Vorteile:⬤ Authentischer Bericht aus erster Hand über das Leben der Piraten.
⬤ Fesselnde und anschauliche Erzählung, die den Leser in ihren Bann zieht.
⬤ Bietet einen historischen Kontext und Hintergrund, der zahlreiche nachfolgende Werke inspiriert hat.
⬤ Sowohl für Liebhaber von Belletristik als auch von Sachbüchern über Piraten geeignet.
⬤ Die Behauptung, dass es sich um die erste englische Ausgabe handelt, ist umstritten; es handelt sich tatsächlich um eine spätere Ausgabe.

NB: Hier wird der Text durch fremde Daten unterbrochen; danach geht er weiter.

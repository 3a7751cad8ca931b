//! Error types for the Crucible application.

use serde::{Deserialize, Serialize};
use thiserror::Error;

/// A shared error type for the entire Crucible application.
///
/// This provides typed, structured error variants with automatic conversion
/// from common error types via the `From` trait.
#[derive(Error, Debug, Clone, Serialize, Deserialize)]
pub enum CrucibleError {
    /// Entity not found error with type information
    #[error("Entity not found: {entity_type} '{id}'")]
    NotFound {
        entity_type: &'static str,
        id: String,
    },

    /// IO error (file system operations)
    #[error("IO error: {message}")]
    Io { message: String },

    /// Serialization/deserialization error
    #[error("Serialization error: {format} - {message}")]
    Serialization {
        format: String, // "TOML", "JSON", etc.
        message: String,
    },

    /// Configuration error
    #[error("Configuration error: {0}")]
    Config(String),

    /// Chat/LLM provider error
    #[error("Provider error: {0}")]
    Provider(String),

    /// Transport/room collaborator error
    #[error("Transport error: {0}")]
    Transport(String),

    /// Session lifecycle error (invalid state transition, double finalize)
    #[error("Session error: {0}")]
    Session(String),

    /// Internal error (should not happen in normal operation)
    #[error("Internal error: {0}")]
    Internal(String),
}

impl CrucibleError {
    /// Creates a NotFound error
    pub fn not_found(entity_type: &'static str, id: impl Into<String>) -> Self {
        Self::NotFound {
            entity_type,
            id: id.into(),
        }
    }

    /// Creates an IO error
    pub fn io(message: impl Into<String>) -> Self {
        Self::Io {
            message: message.into(),
        }
    }

    /// Creates a Config error
    pub fn config(message: impl Into<String>) -> Self {
        Self::Config(message.into())
    }

    /// Creates a Provider error
    pub fn provider(message: impl Into<String>) -> Self {
        Self::Provider(message.into())
    }

    /// Creates a Transport error
    pub fn transport(message: impl Into<String>) -> Self {
        Self::Transport(message.into())
    }

    /// Creates a Session error
    pub fn session(message: impl Into<String>) -> Self {
        Self::Session(message.into())
    }

    /// Creates an Internal error
    pub fn internal(message: impl Into<String>) -> Self {
        Self::Internal(message.into())
    }

    /// Check if this is a NotFound error
    pub fn is_not_found(&self) -> bool {
        matches!(self, Self::NotFound { .. })
    }

    /// Check if this is a provider error
    pub fn is_provider(&self) -> bool {
        matches!(self, Self::Provider(_))
    }
}

impl From<std::io::Error> for CrucibleError {
    fn from(err: std::io::Error) -> Self {
        Self::Io {
            message: format!("{} (kind: {:?})", err, err.kind()),
        }
    }
}

impl From<serde_json::Error> for CrucibleError {
    fn from(err: serde_json::Error) -> Self {
        Self::Serialization {
            format: "JSON".to_string(),
            message: err.to_string(),
        }
    }
}

impl From<toml::de::Error> for CrucibleError {
    fn from(err: toml::de::Error) -> Self {
        Self::Serialization {
            format: "TOML".to_string(),
            message: err.to_string(),
        }
    }
}

impl From<toml::ser::Error> for CrucibleError {
    fn from(err: toml::ser::Error) -> Self {
        Self::Serialization {
            format: "TOML".to_string(),
            message: err.to_string(),
        }
    }
}

impl From<reqwest::Error> for CrucibleError {
    fn from(err: reqwest::Error) -> Self {
        Self::Provider(err.to_string())
    }
}

/// Conversion from String (for error messages)
impl From<String> for CrucibleError {
    fn from(err: String) -> Self {
        Self::Internal(err)
    }
}

/// A type alias for `Result<T, CrucibleError>`.
pub type Result<T> = std::result::Result<T, CrucibleError>;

⬤ Die archaische Sprache kann für die Leser eine Herausforderung darstellen und zusätzliche Anstrengungen zum Verständnis erfordern.

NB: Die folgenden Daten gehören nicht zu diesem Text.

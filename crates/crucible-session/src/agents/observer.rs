//! The silent observer.
//!
//! Grades every candidate turn in the background. Evaluation never blocks
//! the conversation: each turn spawns a detached-but-tracked task that calls
//! the chat backend, repairs its output and records the result. Evaluations
//! may complete out of order; the turn index in each entry and audit event
//! keeps attribution intact.

use std::sync::atomic::{AtomicU64, Ordering};
use std::sync::Arc;

use crucible_analysis::repair::repair_and_parse;
use crucible_core::audit::{kind, AuditLog};
use crucible_core::error::Result;
use crucible_core::evaluation::{Evaluation, EvaluationOutcome, EvaluationSink};
use crucible_interaction::{collect_text, prompt, ChatClient, ChatRequest};
use tracing::debug;

use crate::registry::TaskRegistry;

const ACTOR: &str = "ObserverAgent";

/// The silent evaluator. Listens to turns and grades them asynchronously.
pub struct ObserverAgent {
    chat: Arc<dyn ChatClient>,
    audit: Arc<AuditLog>,
    evaluations: Arc<EvaluationSink>,
    system_prompt: String,
    turn_counter: AtomicU64,
}

impl ObserverAgent {
    /// Creates the observer with the rubric for the given metrics.
    pub fn new(
        chat: Arc<dyn ChatClient>,
        audit: Arc<AuditLog>,
        evaluations: Arc<EvaluationSink>,
        metrics: &[String],
    ) -> Result<Self> {
        let system_prompt = prompt::observer_system(metrics)?;
        Ok(Self {
            chat,
            audit,
            evaluations,
            system_prompt,
            turn_counter: AtomicU64::new(0),
        })
    }

    /// Schedules an evaluation for a completed turn. Returns immediately.
    pub fn observe_turn(&self, registry: &TaskRegistry, speaker: &str, text: &str) {
        let turn_index = self.turn_counter.fetch_add(1, Ordering::SeqCst);
        debug!(turn_index, speaker, "observer scheduling evaluation");

        let chat = self.chat.clone();
        let audit = self.audit.clone();
        let evaluations = self.evaluations.clone();
        let system_prompt = self.system_prompt.clone();
        let text = text.to_string();

        registry.spawn(format!("evaluate-turn-{turn_index}"), async move {
            Self::evaluate(chat, audit, evaluations, system_prompt, turn_index, text).await;
        });
    }

    /// Number of turns handed to the observer so far.
    pub fn turns_observed(&self) -> u64 {
        self.turn_counter.load(Ordering::SeqCst)
    }

    async fn evaluate(
        chat: Arc<dyn ChatClient>,
        audit: Arc<AuditLog>,
        evaluations: Arc<EvaluationSink>,
        system_prompt: String,
        turn_index: u64,
        text: String,
    ) {
        let request = ChatRequest::one_shot(system_prompt, format!("Evaluate this turn: '{text}'"))
            .with_temperature(0.0);

        let raw = match chat.chat_stream(request).await {
            Ok(stream) => match collect_text(stream).await {
                Ok(raw) => raw,
                Err(err) => {
                    audit.log_with_metadata(
                        ACTOR,
                        kind::EVALUATION_FAILED,
                        "Evaluation stream failed",
                        serde_json::json!({"turn_index": turn_index, "error": err.to_string()}),
                    );
                    return;
                }
            },
            Err(err) => {
                audit.log_with_metadata(
                    ACTOR,
                    kind::EVALUATION_FAILED,
                    "Evaluation call failed",
                    serde_json::json!({"turn_index": turn_index, "error": err.to_string()}),
                );
                return;
            }
        };

        match repair_and_parse(&raw) {
            Some(parsed) => {
                audit.log_with_metadata(
                    ACTOR,
                    kind::EVALUATION_COMPLETE,
                    "Turn evaluated",
                    serde_json::json!({
                        "turn_index": turn_index,
                        "category": parsed.category,
                        "score": parsed.score,
                        "confidence": parsed.confidence,
                        "evaluated_text": text,
                    }),
                );
                evaluations.push(Evaluation {
                    turn_index,
                    category: parsed.category,
                    score: parsed.score,
                    reasoning: parsed.reasoning,
                    confidence: parsed.confidence,
                    outcome: EvaluationOutcome::Parsed,
                });
            }
            None => {
                audit.log_with_metadata(
                    ACTOR,
                    kind::EVALUATION_PARSE_ERROR,
                    "Could not parse observer output",
                    serde_json::json!({"turn_index": turn_index, "raw": raw}),
                );
                evaluations.push(Evaluation::parse_error(turn_index, raw));
            }
        }
    }
}

#[cfg(test)]
mod tests {
    use super::*;
    use crate::test_support::MockChatClient;
    use std::time::Duration;

    async fn run_observer(responses: Vec<&str>, turns: Vec<&str>) -> (Arc<EvaluationSink>, Arc<AuditLog>) {
        let chat = Arc::new(MockChatClient::with_responses(responses));
        let audit = Arc::new(AuditLog::new("s", "c"));
        let sink = Arc::new(EvaluationSink::new());
        let registry = TaskRegistry::new();

        let observer =
            ObserverAgent::new(chat, audit.clone(), sink.clone(), &[]).unwrap();
        for turn in turns {
            observer.observe_turn(&registry, "candidate", turn);
        }
        registry.shutdown(Duration::from_secs(5)).await;
        (sink, audit)
    }

    #[tokio::test]
    async fn test_parsed_evaluation_is_recorded_with_attribution() {
        let (sink, audit) = run_observer(
            vec![r#"{"score": 8, "reasoning": "checked the logs", "confidence": 0.9}"#],
            vec!["I would start with the slow query log"],
        )
        .await;

        let evaluations = sink.export();
        assert_eq!(evaluations.len(), 1);
        assert_eq!(evaluations[0].score, 8.0);
        assert_eq!(evaluations[0].turn_index, 0);
        assert!(evaluations[0].is_parsed());

        let complete: Vec<_> = audit
            .export()
            .into_iter()
            .filter(|e| e.kind == kind::EVALUATION_COMPLETE)
            .collect();
        assert_eq!(complete.len(), 1);
        assert_eq!(complete[0].metadata["turn_index"], serde_json::json!(0));
        assert!(complete[0].metadata["evaluated_text"]
            .as_str()
            .unwrap()
            .contains("slow query log"));
    }

    #[tokio::test]
    async fn test_unparseable_output_becomes_parse_error_entry() {
        let (sink, audit) = run_observer(
            vec!["the candidate seemed fine I guess"],
            vec!["some answer"],
        )
        .await;

        let evaluations = sink.export();
        assert_eq!(evaluations.len(), 1);
        assert!(!evaluations[0].is_parsed());

        assert!(audit
            .export()
            .iter()
            .any(|e| e.kind == kind::EVALUATION_PARSE_ERROR));
    }

    #[tokio::test]
    async fn test_chat_failure_is_swallowed_and_logged() {
        let chat = Arc::new(MockChatClient::failing());
        let audit = Arc::new(AuditLog::new("s", "c"));
        let sink = Arc::new(EvaluationSink::new());
        let registry = TaskRegistry::new();

        let observer = ObserverAgent::new(chat, audit.clone(), sink.clone(), &[]).unwrap();
        observer.observe_turn(&registry, "candidate", "hello");
        registry.shutdown(Duration::from_secs(5)).await;

        assert!(sink.is_empty());
        assert!(audit
            .export()
            .iter()
            .any(|e| e.kind == kind::EVALUATION_FAILED));
    }

    #[tokio::test]
    async fn test_turn_indices_increment() {
        let (sink, _) = run_observer(
            vec![r#"{"score": 5}"#, r#"{"score": 6}"#],
            vec!["first", "second"],
        )
        .await;

        let mut indices: Vec<u64> = sink.export().iter().map(|e| e.turn_index).collect();
        indices.sort_unstable();
        assert_eq!(indices, vec![0, 1]);
    }
}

(basierend auf 9 Leserbewertungen)
The Buccaneers of America: In the Original English Translation of 1684
Captain Jack Sparrow würde vor Sir Henry Morgan und seiner wilden Bande von Freibeuter zittern, wenn er es mit ihm zu tun hätte. Morgan plünderte Porto Bellow, brannte Panama nieder und nahm es sogar mit der spanischen Armada auf.
In den Jahren 1666 bis 1672 machte er vor nichts Halt, um an seinen kostbaren Reichtum zu gelangen. Dieser lebendige Bericht, erzählt von einem von Morgans eigenen Männern und illustriert mit Stichen aus dieser Zeit, widerlegt die Vorstellung vom „romantischen Haudegen“.

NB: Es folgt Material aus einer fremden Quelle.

use anyhow::Result;
use clap::{Parser, Subcommand};
use std::path::PathBuf;
use tracing_subscriber::EnvFilter;

mod commands;

#[derive(Parser)]
#[command(name = "crucible")]
#[command(about = "Crucible - Multi-persona incident interview simulator", long_about = None)]
struct Cli {
    #[command(subcommand)]
    command: Commands,
}

#[derive(Subcommand)]
enum Commands {
    /// Run an interview session on the console
    Run {
        /// Scenario id to load
        #[arg(long, default_value = "devops-redis-latency")]
        scenario: String,
        /// Candidate display name
        #[arg(long)]
        candidate: Option<String>,
        /// Directory holding scenario TOML files
        #[arg(long, default_value = "scenarios")]
        scenarios_dir: PathBuf,
        /// Optional session config TOML file
        #[arg(long)]
        config: Option<PathBuf>,
        /// Directory for the session artifacts
        #[arg(long, default_value = "interview_data")]
        output: PathBuf,
    },
    /// List loadable scenarios
    Scenarios {
        /// Directory holding scenario TOML files
        #[arg(long, default_value = "scenarios")]
        scenarios_dir: PathBuf,
    },
}

#[tokio::main]
async fn main() -> Result<()> {
    tracing_subscriber::fmt()
        .with_env_filter(EnvFilter::from_default_env())
        .init();

    let cli = Cli::parse();

    match cli.command {
        Commands::Run {
            scenario,
            candidate,
            scenarios_dir,
            config,
            output,
        } => commands::run::execute(scenario, candidate, scenarios_dir, config, output).await?,
        Commands::Scenarios { scenarios_dir } => commands::scenarios::execute(scenarios_dir)?,
    }

    Ok(())
}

Dies ist ein brutales, unerbittliches und unverzichtbares Stück Seefahrtsgeschichte. JOHN ESQUEMELING (1645-1707), von dem man annimmt, dass er holländischer Abstammung ist, war Handelsangestellter der Französischen Westindien-Kompanie, bevor ihn verarmte Umstände dazu zwangen, sich 1666 dem „bösen Orden der Piraten“ anzuschließen.